Directions: Word for word, retype every entry in the listing.

Exercise input:
//! Control messages sent by CLI subcommands to a running daemon

use serde::{Deserialize, Serialize};

use crate::config::SettingChange;
use crate::event_handler::Intent;

/// Requests sent from the CLI to the daemon
#[derive(Serialize, Deserialize, Debug, Clone, PartialEq, Eq)]
pub enum ControlRequest {
    /// Remove the binding for a key
    RemoveBinding(String),

    /// Change one setting
    ChangeSetting(SettingChange),
}

impl From<ControlRequest> for Intent {
    fn from(request: ControlRequest) -> Self {
        match request {
            ControlRequest::RemoveBinding(key) => Intent::Remove(key),
            ControlRequest::ChangeSetting(change) => Intent::SettingChanged(change),
        }
    }
}

/// Responses sent from the daemon back to the CLI
#[derive(Serialize, Deserialize, Debug, Clone, PartialEq, Eq)]
pub enum ControlResponse {
    /// The dispatcher handled the request; carries its status line
    Done(String),

    /// The request never reached the dispatcher
    Failed(String),
}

Written reply:
//! Control messages sent by CLI subcommands to a running daemon

use serde::{Deserialize, Serialize};

use crate::config::SettingChange;
use crate::event_handler::Intent;

/// Requests sent from the CLI to the daemon
#[derive(Serialize, Deserialize, Debug, Clone, PartialEq, Eq)]
pub enum ControlRequest {
    /// Remove the binding for a key
    RemoveBinding(String),

    /// Change one setting
    ChangeSetting(SettingChange),
}

impl From<ControlRequest> for Intent {
    fn from(request: ControlRequest) -> Self {
        match request {
            ControlRequest::RemoveBinding(key) => Intent::Remove(key),
            ControlRequest::ChangeSetting(change) => Intent::SettingChanged(change),
        }
    }
}

/// Responses sent from the daemon back to the CLI
#[derive(Serialize, Deserialize, Debug, Clone, PartialEq, Eq)]
pub enum ControlResponse {
    /// The dispatcher handled the request; carries its status line
    Done(String),

    /// The request never reached the dispatcher
    Failed(String),
}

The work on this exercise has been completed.